When the writs are issued, and Israelis are called to the ballot box to choose their next parliament, something extraordinary is happening. A huge realignment of political forces is taking place, with new alliances being formed, new parties being set up and, as befits a strongly militarized society, former generals entering the race. Yet, this is a development Israelis have grown accustomed to and can well afford, since it never questions the core ideology and make-up of their state. Indeed, the Zionist propaganda machine will jump into gear to ensure that the international commentariat will hail the country as the shining city on the hill or, to use the words of the current israeli leader, the villa in the jungle. Whether or not political and media elites perpetuate such a narrative out of misplaced historic guilt or political opportunism is beside the point.

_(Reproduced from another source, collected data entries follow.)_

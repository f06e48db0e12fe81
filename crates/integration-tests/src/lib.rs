//! Engine-independent contract checks.
//!
//! Every check expects an empty repository and panics on the first violated
//! property, so each engine's test file can drive the same suite.

use cg_core::error::AppError;
use cg_core::models::{CommentConnection, PostConnection};
use cg_core::pagination::PageRequest;
use cg_core::traits::Repository;

/// An ID no engine hands out in a test run.
pub const UNKNOWN_ID: &str = "987654321";

fn titles(conn: &PostConnection) -> Vec<String> {
    conn.nodes().map(|post| post.title.clone()).collect()
}

fn contents(conn: &CommentConnection) -> Vec<String> {
    conn.nodes().map(|comment| comment.content.clone()).collect()
}

/// Walking the pages by end cursor yields every post once, in order.
pub async fn pagination_monotonicity(repo: &dyn Repository) {
    let expected: Vec<String> = (1..=7).map(|i| format!("Title{i}")).collect();
    for title in &expected {
        repo.create_post("author", title, "body", true).await.unwrap();
    }

    for limit in [1, 2, 3, 7, 10] {
        let mut seen = Vec::new();
        let mut cursor = None;
        let mut calls = 0;
        loop {
            calls += 1;
            let page = repo.get_posts(PageRequest::new(limit, cursor.clone())).await.unwrap();
            assert!(page.len() <= limit as usize);
            seen.extend(titles(&page));
            if !page.page_info.has_next_page {
                break;
            }
            cursor = page.page_info.end_cursor.clone();
            assert!(cursor.is_some(), "a page with more results must carry an end cursor");
        }
        assert_eq!(seen, expected, "limit {limit}");
        assert_eq!(calls, expected.len().div_ceil(limit as usize), "limit {limit}");
    }
}

pub async fn posts_first_pages_scenario(repo: &dyn Repository) {
    repo.create_post("1", "Title1", "Content1", true).await.unwrap();
    repo.create_post("2", "Title2", "Content2", false).await.unwrap();
    repo.create_post("3", "Title3", "Content3", true).await.unwrap();

    let first = repo.get_posts(PageRequest::first(2)).await.unwrap();
    assert_eq!(titles(&first), vec!["Title1", "Title2"]);
    assert!(first.page_info.has_next_page);

    let second = repo
        .get_posts(PageRequest::new(2, first.page_info.end_cursor.clone()))
        .await
        .unwrap();
    assert_eq!(titles(&second), vec!["Title3"]);
    assert!(!second.page_info.has_next_page);
}

pub async fn reply_scenario(repo: &dyn Repository) {
    let post = repo.create_post("1", "Title", "Content", true).await.unwrap();
    let comment = repo.create_comment("2", &post.id, "Nice post!").await.unwrap();
    let reply = repo
        .create_reply("3", &post.id, "Thanks!", &comment.id)
        .await
        .unwrap();
    assert_eq!(reply.parent_id.as_deref(), Some(comment.id.as_str()));
    assert_eq!(reply.post_id, post.id);

    let replies = repo
        .get_replies_by_comment_id(&comment.id, PageRequest::first(10))
        .await
        .unwrap();
    assert_eq!(contents(&replies), vec!["Thanks!"]);
    assert!(!replies.page_info.has_next_page);
}

pub async fn cursor_validity(repo: &dyn Repository) {
    let post = repo.create_post("1", "Title", "Content", true).await.unwrap();
    let other = repo.create_post("1", "Other", "Content", true).await.unwrap();
    let comment = repo.create_comment("2", &post.id, "Nice post!").await.unwrap();
    let elsewhere = repo.create_comment("2", &other.id, "Other thread").await.unwrap();

    let err = repo.get_posts(PageRequest::after(2, UNKNOWN_ID)).await.unwrap_err();
    assert!(matches!(err, AppError::InvalidCursor(_)), "{err}");

    let err = repo
        .get_comments(&post.id, PageRequest::after(2, UNKNOWN_ID))
        .await
        .unwrap_err();
    assert!(matches!(err, AppError::InvalidCursor(_)), "{err}");

    // The cursor exists, but not in this post's comments.
    let err = repo
        .get_comments(&post.id, PageRequest::after(2, elsewhere.id.clone()))
        .await
        .unwrap_err();
    assert!(matches!(err, AppError::InvalidCursor(_)), "{err}");

    let err = repo
        .get_replies_by_comment_id(&comment.id, PageRequest::after(2, "not-a-cursor"))
        .await
        .unwrap_err();
    assert!(matches!(err, AppError::InvalidCursor(_)), "{err}");

    // Cursors are matched as handed out, not by numeric value.
    for cursor in [format!("0{}", post.id), format!("+{}", post.id), format!(" {}", post.id)] {
        let err = repo.get_posts(PageRequest::after(2, cursor.clone())).await.unwrap_err();
        assert!(matches!(err, AppError::InvalidCursor(_)), "{cursor:?}: {err}");
    }
    for cursor in [format!("0{}", comment.id), format!("+{}", comment.id)] {
        let err = repo
            .get_comments(&post.id, PageRequest::after(2, cursor.clone()))
            .await
            .unwrap_err();
        assert!(matches!(err, AppError::InvalidCursor(_)), "{cursor:?}: {err}");
    }
}

pub async fn non_canonical_ids(repo: &dyn Repository) {
    let post = repo.create_post("1", "Title", "Content", true).await.unwrap();
    let comment = repo.create_comment("2", &post.id, "Nice post!").await.unwrap();

    for spelling in [format!("0{}", post.id), format!("+{}", post.id), format!(" {}", post.id)] {
        let err = repo.get_post_by_id(&spelling).await.unwrap_err();
        assert!(matches!(err, AppError::NotFound(..)), "{spelling:?}: {err}");

        let err = repo.create_comment("2", &spelling, "hello").await.unwrap_err();
        assert!(matches!(err, AppError::NotFound(..)), "{spelling:?}: {err}");

        let err = repo.get_comments(&spelling, PageRequest::all()).await.unwrap_err();
        assert!(matches!(err, AppError::NotFound(..)), "{spelling:?}: {err}");
    }

    let spelling = format!("+{}", comment.id);
    let err = repo
        .create_reply("3", &post.id, "Thanks!", &spelling)
        .await
        .unwrap_err();
    assert!(matches!(err, AppError::NotFound(..)), "{err}");
    let err = repo
        .get_replies_by_comment_id(&spelling, PageRequest::all())
        .await
        .unwrap_err();
    assert!(matches!(err, AppError::NotFound(..)), "{err}");

    // Nothing was stored under another spelling of the post.
    let comments = repo.get_comments(&post.id, PageRequest::all()).await.unwrap();
    assert_eq!(comments.len(), 1);
    assert!(comments.nodes().all(|c| c.post_id == post.id));
}

pub async fn not_found_propagation(repo: &dyn Repository) {
    let err = repo.get_post_by_id(UNKNOWN_ID).await.unwrap_err();
    assert!(matches!(err, AppError::NotFound(..)), "{err}");

    let err = repo.create_comment("2", UNKNOWN_ID, "hello").await.unwrap_err();
    assert!(matches!(err, AppError::NotFound(..)), "{err}");

    let post = repo.create_post("1", "Title", "Content", true).await.unwrap();
    let err = repo
        .create_reply("3", &post.id, "Thanks!", UNKNOWN_ID)
        .await
        .unwrap_err();
    assert!(matches!(err, AppError::NotFound(..)), "{err}");

    let err = repo
        .get_replies_by_comment_id(UNKNOWN_ID, PageRequest::first(10))
        .await
        .unwrap_err();
    assert!(matches!(err, AppError::NotFound(..)), "{err}");

    // A failed reply leaves nothing behind.
    let comments = repo.get_comments(&post.id, PageRequest::all()).await.unwrap();
    assert!(comments.is_empty());
}

pub async fn reply_linkage(repo: &dyn Repository) {
    let post = repo.create_post("1", "Title", "Content", true).await.unwrap();
    let root = repo.create_comment("2", &post.id, "root").await.unwrap();
    let sibling = repo.create_comment("2", &post.id, "sibling").await.unwrap();

    for i in 1..=3 {
        repo.create_reply("3", &post.id, &format!("reply {i}"), &root.id)
            .await
            .unwrap();
    }
    let nested = repo.create_reply("4", &post.id, "to sibling", &sibling.id).await.unwrap();
    repo.create_reply("5", &post.id, "deeper", &nested.id).await.unwrap();

    let first = repo
        .get_replies_by_comment_id(&root.id, PageRequest::first(2))
        .await
        .unwrap();
    assert_eq!(contents(&first), vec!["reply 1", "reply 2"]);
    assert!(first.page_info.has_next_page);

    let rest = repo
        .get_replies_by_comment_id(&root.id, PageRequest::new(2, first.page_info.end_cursor.clone()))
        .await
        .unwrap();
    assert_eq!(contents(&rest), vec!["reply 3"]);
    assert!(!rest.page_info.has_next_page);

    let of_sibling = repo
        .get_replies_by_comment_id(&sibling.id, PageRequest::all())
        .await
        .unwrap();
    assert_eq!(contents(&of_sibling), vec!["to sibling"]);

    // Replies are comments of the post as well, parent link included.
    let all = repo.get_comments(&post.id, PageRequest::all()).await.unwrap();
    assert_eq!(all.len(), 7);
    let linked = all.nodes().filter(|c| c.parent_id.as_deref() == Some(root.id.as_str())).count();
    assert_eq!(linked, 3);
}

pub async fn exact_last_page(repo: &dyn Repository) {
    let post = repo.create_post("1", "Title", "Content", true).await.unwrap();
    for i in 1..=4 {
        repo.create_comment("2", &post.id, &format!("c{i}")).await.unwrap();
    }

    let first = repo.get_comments(&post.id, PageRequest::first(2)).await.unwrap();
    assert!(first.page_info.has_next_page);
    let second = repo
        .get_comments(&post.id, PageRequest::new(2, first.page_info.end_cursor.clone()))
        .await
        .unwrap();
    assert_eq!(contents(&second), vec!["c3", "c4"]);
    assert!(!second.page_info.has_next_page);

    for limit in [0, -1] {
        let everything = repo.get_comments(&post.id, PageRequest::first(limit)).await.unwrap();
        assert_eq!(everything.len(), 4);
        assert!(!everything.page_info.has_next_page);
        assert_eq!(everything.page_info.end_cursor, everything.edges.last().map(|e| e.cursor.clone()));
    }
}

pub async fn idempotent_reads(repo: &dyn Repository) {
    let post = repo.create_post("1", "Title", "Content", false).await.unwrap();
    let a = repo.get_post_by_id(&post.id).await.unwrap();
    let b = repo.get_post_by_id(&post.id).await.unwrap();
    assert_eq!(a, b);
    assert_eq!(a, post);
}

/// Runs every check, resetting the engine before each with `reset`.
#[macro_export]
macro_rules! run_contract {
    ($repo:expr, $reset:expr) => {{
        $reset.await;
        $crate::pagination_monotonicity($repo).await;
        $reset.await;
        $crate::posts_first_pages_scenario($repo).await;
        $reset.await;
        $crate::reply_scenario($repo).await;
        $reset.await;
        $crate::cursor_validity($repo).await;
        $reset.await;
        $crate::non_canonical_ids($repo).await;
        $reset.await;
        $crate::not_found_propagation($repo).await;
        $reset.await;
        $crate::reply_linkage($repo).await;
        $reset.await;
        $crate::exact_last_page($repo).await;
        $reset.await;
        $crate::idempotent_reads($repo).await;
    }};
}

Sadly, we will be treated by politicians and media personalities in the western world to the same spectacle come April 9th, portraying Israel to be the ‘only democracy’ in the Middle East. Little or nothing will be said about the fact that a large part of people living between the Mediterranean Sea and the Jordan River are not allowed to take part in this great democratic exercise, even though the state of Israel has limitless control over their lives. Little or nothing will be said about the daily violence and human rights violations the Zionist state uses with impunity to preserve the status quo and advance its colonial project, and little or nothing will be said about the war the state wages against a largely civilian population in the West Bank and in Gaza, and that the state of Israel with acquiescence of the democratic west runs the biggest open air prison on the planet in the Gaza Strip, ruining the lives of countless people and destroying the hopes and dreams of at least an entire generation of young Palestinians growing up there at present. For all the current political machinations leading up to election day, and irrespective of the final outcome, this is unlikely to change in the near future, particularly as long as the Zionist ideology exercises its firm and manipulative grip on the state of Israel and political elites in the western world.
So, then, is there any hope for a better future? Historically speaking, there is always hope for a better future, and there are countless reasons for incorruptible souls to work toward a better outcome for Jewish and Arab citizens alike, even though the immediate future looks rather bleak and will test our faith and resolve. Remember, though, the same was said about Apartheid in South Africa and the regimes holding sway in eastern Europe. History, as I have always believed, is not shaped by determinism and imagined laws; history and human society is what we make it as human beings, nothing more and nothing less. One day, the Zionist regime in Jerusalem will fall either by a big bang or a slow, painful decline of its appeal to especially progressive world Jewry. After all, it is a young generation of Jewish activists in the US giving me a sense of hope and optimism; they are already building up the political capital needed for the battles yet to come, but, once Zionism looses its legitimacy in the international Jewish community, the state of Israel will be finished in its current form once and for all, and the doubtlessly complicated task of establishing a new inclusive polity in the region can finally begin. Zionism will and I believe must be part of such a new political entity, but it will have to be incorporated into a inclusive structure built on equal rights for all citizens. Only a political structure built on this premise can satisfy Jewish aspirations and guarantee equal human and civil rights for Palestinians.
For a great analytical piece on the impending elections in Israel, I refer you to my favorite Israeli writer
For more on Israel, Zionism and the Jewish world look
here.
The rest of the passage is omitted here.